MLTor

Project Overview

This repository contains data, feature extraction code, and evaluation scripts for Website Fingerprinting (WF) under both Closed-World and Open-World scenarios.

The primary goals of this project are:

To provide a structured dataset of monitored and unmonitored traffic traces.
To extract handcrafted traffic features (Full / Robust / Basic).
To evaluate the robustness of traffic classification under various WF defense settings (split, padding, domain shift).

Dataset

Download Link: Google Drive - MLTor Dataset

We provide serialized datasets for both closed-world and open-world experiments. Each dataset contains monitored (known sites) and unmonitored (unknown sites) traffic traces.

File Structure

Please download the files from the link above and organize them into a dataset directory as follows:

dataset/openworld/mon_standard.pkl
dataset/closeworld/unmon_standard10.pkl
dataset/closeworld/unmon_standard10_3000.pkl

After downloading and organizing the datasets, you must update the file paths in the notebooks to match your local environment.

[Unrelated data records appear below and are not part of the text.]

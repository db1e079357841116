// SPDX-License-Identifier: MIT
// Copyright 2026 Roland Dreier <roland@rolandd.dev>

//! Activity feed service.
//!
//! Handles:
//! 1. Reading the activities addressed to a user
//! 2. Fanning out a new activity to every accepted friend
//! 3. Addressing a single activity to one friend
//! 4. Rendering activities as feed text

use crate::db::BackendDb;
use crate::error::Result;
use crate::middleware::auth::AuthUser;
use crate::models::{ActivityType, ActivityWithActor, NewActivity};

/// Default number of activities in the feed.
pub const DEFAULT_ACTIVITY_LIMIT: u32 = 10;

#[derive(Clone)]
pub struct ActivityService {
    db: BackendDb,
}

impl ActivityService {
    pub fn new(db: BackendDb) -> Self {
        Self { db }
    }

    /// Recent activities addressed to the viewer, newest first.
    pub async fn recent(&self, viewer: &AuthUser, limit: u32) -> Result<Vec<ActivityWithActor>> {
        self.db.friends_recent_activities(viewer, limit).await
    }

    /// Record an activity for every accepted friend of `actor`.
    ///
    /// Best-effort: failures are logged and the number of rows written is
    /// returned.
    pub async fn fan_out(
        &self,
        actor: &AuthUser,
        activity_type: ActivityType,
        activity_data: serde_json::Value,
    ) -> usize {
        let friendships = match self.db.accepted_friendships(actor, &actor.user_id).await {
            Ok(f) => f,
            Err(e) => {
                tracing::warn!(
                    actor_id = %actor.user_id,
                    activity_type = activity_type.as_str(),
                    error = %e,
                    "Failed to load friends for activity fan-out"
                );
                return 0;
            }
        };

        let activities: Vec<NewActivity> = friendships
            .iter()
            .map(|f| NewActivity {
                user_id: f.counterpart(&actor.user_id).to_string(),
                actor_id: actor.user_id.clone(),
                activity_type,
                activity_data: activity_data.clone(),
            })
            .collect();

        if activities.is_empty() {
            return 0;
        }

        match self.db.insert_activities(actor, &activities).await {
            Ok(rows) => {
                tracing::debug!(
                    actor_id = %actor.user_id,
                    activity_type = activity_type.as_str(),
                    recipients = rows.len(),
                    "Activity fanned out"
                );
                rows.len()
            }
            Err(e) => {
                tracing::warn!(
                    actor_id = %actor.user_id,
                    activity_type = activity_type.as_str(),
                    error = %e,
                    "Failed to create activity notifications"
                );
                0
            }
        }
    }

    /// Address a friend-related activity to one user.
    pub async fn create_friend_activity(
        &self,
        actor: &AuthUser,
        friend_id: &str,
        activity_type: ActivityType,
    ) -> Result<()> {
        let activity = NewActivity {
            user_id: friend_id.to_string(),
            actor_id: actor.user_id.clone(),
            activity_type,
            activity_data: serde_json::json!({}),
        };
        self.db.insert_activities(actor, &[activity]).await?;
        Ok(())
    }
}

/// Feed line for an activity.
pub fn format_activity_text(activity: &ActivityWithActor) -> String {
    let actor = [&activity.actor_full_name, &activity.actor_username]
        .into_iter()
        .find(|s| !s.is_empty())
        .map(String::as_str)
        .unwrap_or("Someone");
    let dog = if activity.actor_dog_name.is_empty() {
        String::new()
    } else {
        format!(" with {}", activity.actor_dog_name)
    };

    match activity.activity_type {
        ActivityType::CheckIn => {
            let location = activity
                .activity_data
                .get("location_name")
                .and_then(|v| v.as_str())
                .filter(|s| !s.is_empty())
                .unwrap_or("somewhere");
            format!("{}{} checked in at {}", actor, dog, location)
        }
        ActivityType::FriendAccepted => format!("{} accepted your friend request", actor),
        ActivityType::WalkStarted => format!("{}{} started a walk", actor, dog),
        ActivityType::WalkEnded => {
            let duration = match activity.activity_data.get("duration") {
                Some(serde_json::Value::String(d)) if !d.is_empty() => format!(" for {}", d),
                Some(serde_json::Value::Number(n)) if n.as_f64() != Some(0.0) => {
                    format!(" for {}", n)
                }
                _ => String::new(),
            };
            format!("{}{} finished a walk{}", actor, dog, duration)
        }
        ActivityType::WalkJoined => format!("{}{} joined a walk", actor, dog),
        ActivityType::FriendRequest | ActivityType::Unknown => {
            format!("{} did something", actor)
        }
    }
}

/// Feed icon for an activity type.
pub fn activity_icon(activity_type: ActivityType) -> &'static str {
    match activity_type {
        ActivityType::CheckIn => "📍",
        ActivityType::FriendRequest | ActivityType::FriendAccepted => "👥",
        ActivityType::WalkStarted | ActivityType::WalkEnded | ActivityType::WalkJoined => "🚶",
        ActivityType::Unknown => "📱",
    }
}
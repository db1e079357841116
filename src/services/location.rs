// SPDX-License-Identifier: MIT
// Copyright 2026 Roland Dreier <roland@rolandd.dev>

//! Device geolocation as reported by the views.
//!
//! The view asks for a single fix and passes it along as optional
//! `lat`/`lng` query parameters. Map views fall back to a default center;
//! check-ins need a real fix.

use crate::error::AppError;
use crate::models::Coordinate;
use serde::Deserialize;
use validator::Validate;

/// Map center when the device gave no fix (San Francisco).
pub const DEFAULT_CENTER: Coordinate = Coordinate::new(37.7749, -122.4194);

/// One-shot fix; either half missing means no fix.
#[derive(Debug, Clone, Copy, Default, Deserialize)]
pub struct DeviceFix {
    pub lat: Option<f64>,
    pub lng: Option<f64>,
}

impl DeviceFix {
    /// The reported position, if any. Out-of-range values are rejected.
    pub fn coordinate(&self) -> Result<Option<Coordinate>, AppError> {
        let (Some(lat), Some(lng)) = (self.lat, self.lng) else {
            return Ok(None);
        };
        let coordinate = Coordinate::new(lat, lng);
        coordinate.validate()?;
        Ok(Some(coordinate))
    }

    /// Where to center the map.
    pub fn map_center(&self) -> Result<Coordinate, AppError> {
        Ok(self.coordinate()?.unwrap_or(DEFAULT_CENTER))
    }

    /// A fix for operations that must not use the default.
    pub fn require_precise(&self) -> Result<Coordinate, AppError> {
        self.coordinate()?.ok_or_else(|| {
            AppError::LocationUnavailable(
                "Location access is needed for this. Enable location services and try again."
                    .to_string(),
            )
        })
    }
}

In each notebook (Closed.ipynb, Open_binary.ipynb, Open_multi.ipynb), locate the CONFIGURATION section at the top and modify the PATHS dictionary:

PATHS = {
    # Update these paths to match your local file location
    "mon": "./your/local/path/dataset/openworld/mon_standard.pkl",
    "unmon": "./your/local/path/dataset/closeworld/unmon_standard10_3000.pkl"
}

Ensure that the paths correctly point to where you saved the .pkl files on your machine.

File Descriptions

All datasets are serialized using the Python pickle format.

File	Description
`mon_standard.pkl`	Monitored traffic from 95 websites (≈19k traces)
`unmon_standard10.pkl`	Unmonitored traffic (≈10k traces)
`unmon_standard10_3000.pkl`	Reduced unmonitored subset (≈3k traces)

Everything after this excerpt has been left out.